**Exercise goal:**
Report the number of lines in the data where the word "infrastructure" appears, and add no other text.

**Exercise materials:**
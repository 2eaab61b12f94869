use crate::infrastructure::error::InfraError;
use std::sync::Mutex;

/// Source of the bearer token attached to every API request.
pub trait TokenProvider: Send + Sync {
    fn load_token(&self) -> Result<Option<String>, InfraError>;

    fn require_token(&self) -> Result<String, InfraError> {
        self.load_token()?
            .map(|token| token.trim().to_string())
            .filter(|token| !token.is_empty())
            .ok_or(InfraError::Unauthenticated)
    }
}

#[derive(Debug, Clone)]
pub struct KeyringTokenProvider {
    service_name: String,
    account_name: String,
}

impl KeyringTokenProvider {
    pub fn new(service_name: impl Into<String>, account_name: impl Into<String>) -> Self {
        Self {
            service_name: service_name.into(),
            account_name: account_name.into(),
        }
    }

    fn entry(&self) -> Result<keyring::Entry, InfraError> {
        keyring::Entry::new(&self.service_name, &self.account_name)
            .map_err(|error| InfraError::Credential(error.to_string()))
    }

    pub fn save_token(&self, token: &str) -> Result<(), InfraError> {
        let token = token.trim();
        if token.is_empty() {
            return Err(InfraError::Credential("token must not be empty".to_string()));
        }
        self.entry()?
            .set_password(token)
            .map_err(|error| InfraError::Credential(error.to_string()))
    }

    pub fn delete_token(&self) -> Result<(), InfraError> {
        match self.entry()?.delete_credential() {
            Ok(_) => Ok(()),
            Err(keyring::Error::NoEntry) => Ok(()),
            Err(error) => Err(InfraError::Credential(error.to_string())),
        }
    }
}

impl Default for KeyringTokenProvider {
    fn default() -> Self {
        Self::new("studyplan.api", "default")
    }
}

impl TokenProvider for KeyringTokenProvider {
    fn load_token(&self) -> Result<Option<String>, InfraError> {
        match self.entry()?.get_password() {
            Ok(value) => Ok(Some(value)),
            Err(keyring::Error::NoEntry) => Ok(None),
            Err(error) => Err(InfraError::Credential(error.to_string())),
        }
    }
}

#[derive(Debug, Clone)]
pub struct StaticTokenProvider {
    token: String,
}

impl StaticTokenProvider {
    pub fn new(token: impl Into<String>) -> Self {
        Self {
            token: token.into(),
        }
    }
}

impl TokenProvider for StaticTokenProvider {
    fn load_token(&self) -> Result<Option<String>, InfraError> {
        Ok(Some(self.token.clone()))
    }
}

/// Token holder for sessions that log in at runtime.
#[derive(Debug, Default)]
pub struct InMemoryTokenProvider {
    token: Mutex<Option<String>>,
}

impl InMemoryTokenProvider {
    pub fn set_token(&self, token: Option<String>) -> Result<(), InfraError> {
        let mut guard = self
            .token
            .lock()
            .map_err(|error| InfraError::Credential(format!("in-memory lock poisoned: {error}")))?;
        *guard = token;
        Ok(())
    }
}

impl TokenProvider for InMemoryTokenProvider {
    fn load_token(&self) -> Result<Option<String>, InfraError> {
        let guard = self
            .token
            .lock()
            .map_err(|error| InfraError::Credential(format!("in-memory lock poisoned: {error}")))?;
        Ok(guard.clone())
    }
}
pub mod actionable;
pub mod models;
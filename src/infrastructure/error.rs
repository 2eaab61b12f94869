use thiserror::Error;

#[derive(Debug, Error)]
pub enum InfraError {
    #[error("I/O error: {0}")]
    Io(#[from] std::io::Error),
    #[error("JSON error: {0}")]
    Json(#[from] serde_json::Error),
    #[error("Invalid config: {0}")]
    InvalidConfig(String),
    #[error("Credential error: {0}")]
    Credential(String),
    #[error("not authenticated: no bearer token available")]
    Unauthenticated,
    #[error("network error: {0}")]
    Network(String),
    #[error("{detail}")]
    Http { status: u16, detail: String },
    #[error("invalid payload: {0}")]
    InvalidPayload(String),
}

impl InfraError {
    pub fn http_status(&self) -> Option<u16> {
        match self {
            Self::Http { status, .. } => Some(*status),
            _ => None,
        }
    }
}
//! Device property keys and values as reported by the PnP property store

use std::fmt;

/// A PnP property key: format id plus property id
#[derive(Debug, Clone, Copy, PartialEq, Eq, Hash)]
pub struct PropertyKey {
    pub fmtid: u128,
    pub pid: u32,
}

impl PropertyKey {
    pub const fn new(fmtid: u128, pid: u32) -> Self {
        Self { fmtid, pid }
    }
}

/// Formats as `{XXXXXXXX-XXXX-XXXX-XXXX-XXXXXXXXXXXX} pid`, the form WMI uses for key names
impl fmt::Display for PropertyKey {
    fn fmt(&self, f: &mut fmt::Formatter<'_>) -> fmt::Result {
        let g = self.fmtid;
        write!(
            f,
            "{{{:08X}-{:04X}-{:04X}-{:04X}-{:012X}}} {}",
            (g >> 96) as u32,
            (g >> 80) as u16,
            (g >> 64) as u16,
            (g >> 48) as u16,
            g & 0xFFFF_FFFF_FFFF,
            self.pid
        )
    }
}

/// Battery level reported by the hands-free audio gateway
pub const BATTERY_LEVEL: PropertyKey =
    PropertyKey::new(0x104EA319_6EE2_4701_BD47_8DDBF425BBE5, 2);

/// Whether the Bluetooth device currently holds a connection
pub const IS_CONNECTED: PropertyKey =
    PropertyKey::new(0x83DA6326_97A6_4088_9453_A1923F573B29, 15);

/// Last time the Bluetooth device was connected; unset while a connection is active
pub const LAST_CONNECTED_TIME: PropertyKey =
    PropertyKey::new(0x2BD67D8B_8BEB_48D5_87E0_6CDA3428040A, 11);

/// Typed payload of a device property
#[derive(Debug, Clone, PartialEq)]
pub enum PropertyData {
    Byte(u8),
    UInt32(u32),
    Boolean(bool),
    String(String),
    /// 100ns ticks since 1601-01-01 UTC
    FileTime(u64),
}

impl PropertyData {
    pub fn as_u8(&self) -> Option<u8> {
        match self {
            PropertyData::Byte(b) => Some(*b),
            PropertyData::UInt32(v) => u8::try_from(*v).ok(),
            _ => None,
        }
    }

    pub fn as_bool(&self) -> Option<bool> {
        match self {
            PropertyData::Boolean(b) => Some(*b),
            _ => None,
        }
    }
}

/// Result of a property read. `data` is `None` when the key exists but holds no value.
#[derive(Debug, Clone, PartialEq)]
pub struct PropertyValue {
    pub key: PropertyKey,
    pub data: Option<PropertyData>,
}

impl PropertyValue {
    pub fn new(key: PropertyKey, data: Option<PropertyData>) -> Self {
        Self { key, data }
    }

    pub fn empty(key: PropertyKey) -> Self {
        Self { key, data: None }
    }
}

**Output of the task:**
2